**Exercise details:** A line belongs in the answer if it contains "other"; copy every such line from the entries below.

Extracted data entries:
= Beginning of Section =
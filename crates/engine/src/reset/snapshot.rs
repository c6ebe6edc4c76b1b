//! Pre-reset snapshots and restore
//!
//! Layout of a snapshot directory:
//!
//! ```text
//! <timestamp>-force-pull/
//!   repository/             full copy of the checkout, .git included
//!   symlinks/<rel>.target   where each managed link pointed
//!   symlinks/<rel>.backup   what the link resolved to, when readable
//!   manifest.json
//! ```

use crate::backup::{self, BackupKind};
use crate::error::{Error, Result};
use crate::state::LinkManifest;
use crate::system;
use serde::{Deserialize, Serialize};
use std::fs;
use std::path::{Path, PathBuf};
use tracing::{debug, info};
use walkdir::WalkDir;

/// Name of the manifest inside a snapshot
pub const MANIFEST_FILE: &str = "manifest.json";
const REPOSITORY_DIR: &str = "repository";
const SYMLINKS_DIR: &str = "symlinks";
const TARGET_SUFFIX: &str = ".target";
const CONTENT_SUFFIX: &str = ".backup";

/// Describes what a snapshot holds
#[derive(Debug, Clone, PartialEq, Eq, Serialize, Deserialize)]
pub struct SnapshotManifest {
    /// RFC 3339 creation time
    pub created: String,
    /// HEAD when the snapshot was taken
    pub head: Option<String>,
    /// Branch being synced
    pub branch: String,
    /// Checkout the snapshot was taken of
    pub repository: PathBuf,
    /// Directory the links live in
    pub target_root: PathBuf,
    /// Links recorded
    pub links: usize,
}

impl SnapshotManifest {
    /// Read the manifest of a snapshot directory
    pub fn load(snapshot: &Path) -> Result<Self> {
        let path = snapshot.join(MANIFEST_FILE);
        let bytes = fs::read(&path).map_err(|e| {
            Error::Io(std::io::Error::new(
                e.kind(),
                format!("{} is not a force-pull backup: {e}", snapshot.display()),
            ))
        })?;
        Ok(serde_json::from_slice(&bytes)?)
    }
}

/// Relative location for a link inside `symlinks/`
fn link_key(link: &Path, target_root: &Path) -> PathBuf {
    match link.strip_prefix(target_root) {
        Ok(rel) => rel.to_path_buf(),
        Err(_) => link.components().skip(1).collect(),
    }
}

fn with_suffix(path: &Path, suffix: &str) -> PathBuf {
    let mut name = path.as_os_str().to_os_string();
    name.push(suffix);
    PathBuf::from(name)
}

/// Copy the repository and record every managed link into `dir`
pub fn take(
    dir: &Path,
    repo: &Path,
    target_root: &Path,
    head: Option<String>,
    branch: &str,
    links: &LinkManifest,
) -> Result<SnapshotManifest> {
    let copied = system::copy_tree(repo, &dir.join(REPOSITORY_DIR))?;
    debug!(files = copied, "Repository copied");

    let symlinks_dir = dir.join(SYMLINKS_DIR);
    fs::create_dir_all(&symlinks_dir)?;
    let mut recorded = 0;

    for link in links.links.keys() {
        let Ok(target) = fs::read_link(link) else {
            continue;
        };
        let entry = symlinks_dir.join(link_key(link, target_root));
        if let Some(parent) = entry.parent() {
            fs::create_dir_all(parent)?;
        }
        fs::write(
            with_suffix(&entry, TARGET_SUFFIX),
            target.to_string_lossy().as_bytes(),
        )?;
        if let Ok(content) = fs::read(link) {
            fs::write(with_suffix(&entry, CONTENT_SUFFIX), content)?;
        }
        recorded += 1;
    }

    let manifest = SnapshotManifest {
        created: chrono::Utc::now().to_rfc3339(),
        head,
        branch: branch.to_string(),
        repository: repo.to_path_buf(),
        target_root: target_root.to_path_buf(),
        links: recorded,
    };
    fs::write(dir.join(MANIFEST_FILE), serde_json::to_vec_pretty(&manifest)?)?;
    info!(backup = %dir.display(), links = recorded, "Snapshot written");
    Ok(manifest)
}

/// Link path -> recorded target for every `.target` file in a snapshot
pub fn recorded_links(dir: &Path, target_root: &Path) -> Result<LinkManifest> {
    let symlinks_dir = dir.join(SYMLINKS_DIR);
    let mut manifest = LinkManifest::default();
    if !symlinks_dir.is_dir() {
        return Ok(manifest);
    }

    for entry in WalkDir::new(&symlinks_dir).sort_by_file_name() {
        let entry = entry?;
        let path = entry.path();
        let Some(name) = path.to_str().and_then(|p| p.strip_suffix(TARGET_SUFFIX)) else {
            continue;
        };
        if !entry.file_type().is_file() {
            continue;
        }
        let rel = Path::new(name)
            .strip_prefix(&symlinks_dir)
            .map_err(|e| std::io::Error::other(e.to_string()))?;
        let target = fs::read_to_string(path)?;
        manifest
            .links
            .insert(target_root.join(rel), PathBuf::from(target.trim_end_matches('\n')));
    }
    Ok(manifest)
}

/// Replace the repository with the snapshot's copy
///
/// The copy is staged next to the repository first so a failed copy never
/// leaves the user without a checkout.
pub fn restore_repository(dir: &Path, repo: &Path) -> Result<()> {
    let source = dir.join(REPOSITORY_DIR);
    if !source.is_dir() {
        return Err(Error::Io(std::io::Error::new(
            std::io::ErrorKind::NotFound,
            format!("{} has no repository copy", dir.display()),
        )));
    }

    let staging = with_suffix(repo, ".restoring");
    if staging.exists() {
        system::remove_any(&staging)?;
    }
    system::copy_tree(&source, &staging)?;
    if fs::symlink_metadata(repo).is_ok() {
        system::remove_any(repo)?;
    }
    fs::rename(&staging, repo)?;
    Ok(())
}

/// Outcome of [`restore_links`]
#[derive(Debug, Clone, Default, PartialEq, Eq)]
pub struct LinkRestore {
    /// Links pointing at their recorded target afterwards
    pub restored: usize,
    /// Occupants moved aside to make room
    pub backed_up: Vec<PathBuf>,
    /// Set only when something had to be backed up
    pub backup_dir: Option<PathBuf>,
}

/// Point every recorded link back at its recorded target
///
/// Anything else occupying a link location is moved into a fresh
/// `-symlinks` backup under `backups_root` first.
pub fn restore_links(
    links: &LinkManifest,
    target_root: &Path,
    backups_root: &Path,
) -> Result<LinkRestore> {
    let mut outcome = LinkRestore::default();
    for (link, target) in &links.links {
        if fs::read_link(link).is_ok_and(|current| &current == target) {
            outcome.restored += 1;
            continue;
        }
        if fs::symlink_metadata(link).is_ok() {
            let backup_dir = match &outcome.backup_dir {
                Some(dir) => dir.clone(),
                None => {
                    let dir = backup::create_backup_dir(backups_root, BackupKind::Symlinks)?;
                    outcome.backup_dir = Some(dir.clone());
                    dir
                }
            };
            let dest = backup_dir.join(link_key(link, target_root));
            info!(link = %link.display(), backup = %dest.display(), "Backing up existing file");
            backup::move_into(link, &dest)?;
            outcome.backed_up.push(link.clone());
        }
        if let Some(parent) = link.parent() {
            fs::create_dir_all(parent)?;
        }
        system::symlink(target, link)?;
        outcome.restored += 1;
    }
    Ok(outcome)
}

#[cfg(test)]
mod tests {
    #![allow(clippy::unwrap_used, clippy::panic)]
    use super::*;
    use tempfile::TempDir;

    #[test]
    fn test_snapshot_and_restore_links() {
        let temp = TempDir::new().unwrap();
        let repo = temp.path().join("repo");
        let home = temp.path().join("home");
        fs::create_dir_all(repo.join("home/.config")).unwrap();
        fs::create_dir_all(home.join(".config")).unwrap();
        fs::write(repo.join("home/.bashrc"), "rc").unwrap();
        fs::write(repo.join("home/.config/app"), "app").unwrap();

        let mut links = LinkManifest::default();
        for rel in [".bashrc", ".config/app"] {
            let link = home.join(rel);
            let target = repo.join("home").join(rel);
            system::symlink(&target, &link).unwrap();
            links.links.insert(link, target);
        }

        let dir = temp.path().join("backup");
        fs::create_dir(&dir).unwrap();
        let manifest = take(&dir, &repo, &home, Some("abc".into()), "main", &links).unwrap();
        assert_eq!(manifest.links, 2);
        assert_eq!(
            fs::read_to_string(dir.join("symlinks/.config/app.target")).unwrap(),
            repo.join("home/.config/app").to_string_lossy()
        );
        assert_eq!(fs::read_to_string(dir.join("symlinks/.bashrc.backup")).unwrap(), "rc");
        assert_eq!(SnapshotManifest::load(&dir).unwrap(), manifest);

        let recorded = recorded_links(&dir, &home).unwrap();
        assert_eq!(recorded, links);

        // Break the links, then restore them
        fs::remove_file(home.join(".bashrc")).unwrap();
        fs::remove_file(home.join(".config/app")).unwrap();
        fs::write(home.join(".config/app"), "local edits").unwrap();
        let backups = temp.path().join("backups");
        let outcome = restore_links(&recorded, &home, &backups).unwrap();

        assert_eq!(outcome.restored, 2);
        assert_eq!(outcome.backed_up, vec![home.join(".config/app")]);
        assert_eq!(fs::read_link(home.join(".bashrc")).unwrap(), repo.join("home/.bashrc"));
        assert_eq!(fs::read_to_string(home.join(".config/app")).unwrap(), "app");

        let backup_dir = outcome.backup_dir.unwrap();
        assert!(backup_dir.starts_with(&backups));
        assert!(backup_dir.to_string_lossy().ends_with("-symlinks"));
        assert_eq!(
            fs::read_to_string(backup_dir.join(".config/app")).unwrap(),
            "local edits"
        );
    }

    #[test]
    fn test_restore_links_in_place_needs_no_backup() {
        let temp = TempDir::new().unwrap();
        let home = temp.path().join("home");
        fs::create_dir_all(&home).unwrap();
        let target = temp.path().join("rc");
        fs::write(&target, "rc").unwrap();
        system::symlink(&target, &home.join(".bashrc")).unwrap();

        let mut links = LinkManifest::default();
        links.links.insert(home.join(".bashrc"), target);
        let backups = temp.path().join("backups");
        let outcome = restore_links(&links, &home, &backups).unwrap();

        assert_eq!(outcome.restored, 1);
        assert!(outcome.backed_up.is_empty());
        assert!(outcome.backup_dir.is_none());
        assert!(!backups.exists());
    }

    #[test]
    fn test_restore_repository_replaces_checkout() {
        let temp = TempDir::new().unwrap();
        let repo = temp.path().join("repo");
        fs::create_dir_all(&repo).unwrap();
        fs::write(repo.join("file"), "before").unwrap();

        let dir = temp.path().join("backup");
        fs::create_dir(&dir).unwrap();
        take(&dir, &repo, temp.path(), None, "main", &LinkManifest::default()).unwrap();

        fs::write(repo.join("file"), "after").unwrap();
        fs::write(repo.join("extra"), "new").unwrap();
        restore_repository(&dir, &repo).unwrap();

        assert_eq!(fs::read_to_string(repo.join("file")).unwrap(), "before");
        assert!(!repo.join("extra").exists());
        assert!(!temp.path().join("repo.restoring").exists());
    }

    #[test]
    fn test_load_rejects_non_snapshot() {
        let temp = TempDir::new().unwrap();
        assert!(SnapshotManifest::load(temp.path()).is_err());
    }
}
//! End-to-end sync cycles against a real bare remote

#![allow(clippy::unwrap_used, clippy::panic)]

mod common;

use common::{Machine, Remote, ScriptedPrompt};
use mentat_engine::registry::MachineRegistry;
use mentat_engine::sync::{PullOutcome, PushOutcome, SyncState};
use mentat_engine::{Error, Journal, SyncMode, SyncOrchestrator};
use std::fs;

fn sync(machine: &Machine, mode: SyncMode) -> mentat_engine::Result<mentat_engine::SyncReport> {
    let ws = machine.workspace();
    let prompt = ScriptedPrompt::new();
    SyncOrchestrator::new(&ws, &prompt).run(mode)
}

#[test]
fn test_two_machines_converge() {
    let remote = Remote::new();
    let m1 = Machine::clone_from(&remote, "m1");
    let m2 = Machine::clone_from(&remote, "m2");

    m1.write("home/.vimrc", "set number\n");
    m2.write("home/.gitconfig", "[user]\n  name = me\n");

    let first = sync(&m1, SyncMode::Full).unwrap();
    assert!(first.is_clean(), "{:?}", first.steps);
    let second = sync(&m2, SyncMode::Full).unwrap();
    assert!(matches!(second.pull, Some(PullOutcome::Rebased { .. })));
    sync(&m1, SyncMode::Pull).unwrap();

    assert_eq!(m1.head(), m2.head());
    assert_eq!(m1.head(), remote.head());
    assert_eq!(m1.read("home/.gitconfig"), "[user]\n  name = me\n");
    assert_eq!(m2.read("home/.vimrc"), "set number\n");

    let r1 = MachineRegistry::load(&m1.repo).unwrap();
    let r2 = MachineRegistry::load(&m2.repo).unwrap();
    assert_eq!(r1, r2);
    assert!(r1.last_seen("m1").is_some());
    assert!(r1.last_seen("m2").is_some());

    // Pulled files are linked into place
    assert_eq!(
        fs::read_link(m1.home.join(".gitconfig")).unwrap(),
        m1.repo.join("home/.gitconfig")
    );
}

#[test]
fn test_full_cycle_walks_every_state() {
    let remote = Remote::new();
    let m1 = Machine::clone_from(&remote, "m1");

    let report = sync(&m1, SyncMode::Full).unwrap();
    assert_eq!(
        report.transitions,
        vec![
            SyncState::Idle,
            SyncState::LockAcquired,
            SyncState::HealthChecked,
            SyncState::Pushing,
            SyncState::Pulling,
            SyncState::SymlinksVerified,
            SyncState::RegistryUpdated,
            SyncState::Idle,
        ]
    );
    assert!(report.health.is_some());
    assert!(!m1.state_root.join("sync.lock").exists());
    assert!(m1.state.journal_contains(Journal::Sync, "sync full completed"));
}

#[test]
fn test_push_without_changes_is_noop() {
    let remote = Remote::new();
    let m1 = Machine::clone_from(&remote, "m1");
    let before = m1.head();

    let report = sync(&m1, SyncMode::Push).unwrap();

    assert_eq!(report.push, Some(PushOutcome::NothingToCommit));
    assert_eq!(m1.head(), before);
    assert_eq!(remote.head(), before);
    assert!(m1.state.journal_contains(Journal::Sync, "no changes to commit"));
}

#[test]
fn test_push_commits_with_machine_message() {
    let remote = Remote::new();
    let m1 = Machine::clone_from(&remote, "m1");
    m1.write("home/.bashrc", "export EDITOR=nvim\n");

    let report = sync(&m1, SyncMode::Push).unwrap();

    let Some(PushOutcome::Pushed { commit: Some(message) }) = report.push else {
        panic!("expected a commit, got {:?}", report.push);
    };
    assert!(message.starts_with("sync(m1): "), "{message}");
    assert!(message.ends_with(" - .bashrc"), "{message}");
    assert_eq!(m1.git(&["log", "-1", "--format=%s"]), message);
    assert_eq!(remote.head(), m1.head());
}

#[test]
fn test_push_sends_pending_commits_on_clean_tree() {
    let remote = Remote::new();
    let m1 = Machine::clone_from(&remote, "m1");
    m1.write("home/.inputrc", "set editing-mode vi\n");
    m1.commit_all("local work");

    let report = sync(&m1, SyncMode::Push).unwrap();

    assert_eq!(report.push, Some(PushOutcome::Pushed { commit: None }));
    assert_eq!(remote.head(), m1.head());
}

#[test]
fn test_pull_resolves_config_conflict_with_remote() {
    let remote = Remote::new();
    let m1 = Machine::clone_from(&remote, "m1");
    let m2 = Machine::clone_from(&remote, "m2");

    m1.write("home/.config/app/settings.json", "{\n  \"theme\": \"light\"\n}\n");
    sync(&m1, SyncMode::Push).unwrap();

    m2.write("home/.config/app/settings.json", "{\n  \"theme\": \"solarized\"\n}\n");
    m2.commit_all("local theme");
    let report = sync(&m2, SyncMode::Pull).unwrap();

    let Some(PullOutcome::Rebased { resolved }) = report.pull else {
        panic!("expected a rebase, got {:?}", report.pull);
    };
    assert_eq!(resolved, vec!["home/.config/app/settings.json".to_string()]);
    assert_eq!(
        m2.read("home/.config/app/settings.json"),
        "{\n  \"theme\": \"light\"\n}\n"
    );
    assert!(m2.git(&["status", "--porcelain"]).is_empty());
    assert_eq!(m2.backups_named("-conflict").len(), 1);
}

#[test]
fn test_pull_aborts_rebase_when_manual_resolution_needed() {
    let remote = Remote::new();
    let m1 = Machine::clone_from(&remote, "m1");
    let m2 = Machine::clone_from(&remote, "m2");

    m1.write("home/notes.md", "# notes\nfrom m1\n");
    sync(&m1, SyncMode::Push).unwrap();

    m2.write("home/notes.md", "# notes\nfrom m2\n");
    m2.commit_all("m2 notes");
    let before = m2.head();

    let err = sync(&m2, SyncMode::Pull).unwrap_err();

    match err {
        Error::ManualResolutionRequired { files } => {
            assert_eq!(files, vec!["home/notes.md".to_string()]);
        }
        other => panic!("unexpected error: {other}"),
    }
    assert_eq!(m2.head(), before);
    assert!(!m2.repo.join(".git/rebase-merge").exists());
    assert!(!m2.repo.join(".git/rebase-apply").exists());
    assert_eq!(m2.read("home/notes.md"), "# notes\nfrom m2\n");
    assert!(!m2.state_root.join("sync.lock").exists());
}

#[test]
fn test_full_mode_treats_pull_failure_as_soft() {
    let remote = Remote::new();
    let m1 = Machine::clone_from(&remote, "m1");
    let m2 = Machine::clone_from(&remote, "m2");

    m1.write("home/notes.md", "# notes\nfrom m1\n");
    sync(&m1, SyncMode::Push).unwrap();
    m2.write("home/notes.md", "# notes\nfrom m2\n");

    let report = sync(&m2, SyncMode::Full).unwrap();

    let failed: Vec<SyncState> = report.failures().map(|s| s.step).collect();
    assert!(failed.contains(&SyncState::Pulling), "{failed:?}");
    assert_eq!(report.transitions.last(), Some(&SyncState::Idle));
    assert!(report.transitions.contains(&SyncState::RegistryUpdated));
}

#[test]
fn test_lock_held_by_live_process_times_out() {
    let remote = Remote::new();
    let m1 = Machine::clone_from(&remote, "m1");
    let lock = m1.state_root.join("sync.lock");
    fs::create_dir_all(&lock).unwrap();
    fs::write(lock.join("pid"), std::process::id().to_string()).unwrap();

    let err = sync(&m1, SyncMode::Push).unwrap_err();

    assert!(matches!(err, Error::LockTimeout { .. }));
    assert!(err.is_retryable());
    assert!(lock.exists());
}

#[test]
fn test_stale_lock_is_reclaimed() {
    let remote = Remote::new();
    let m1 = Machine::clone_from(&remote, "m1");
    let lock = m1.state_root.join("sync.lock");
    fs::create_dir_all(&lock).unwrap();
    // Beyond any real pid_max
    fs::write(lock.join("pid"), "4194305").unwrap();

    sync(&m1, SyncMode::Push).unwrap();
    assert!(!lock.exists());
}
= End of Section =
**Result of this exercise:**
            .map_err(|e| std::io::Error::other(e.to_string()))?;
        other => panic!("unexpected error: {other}"),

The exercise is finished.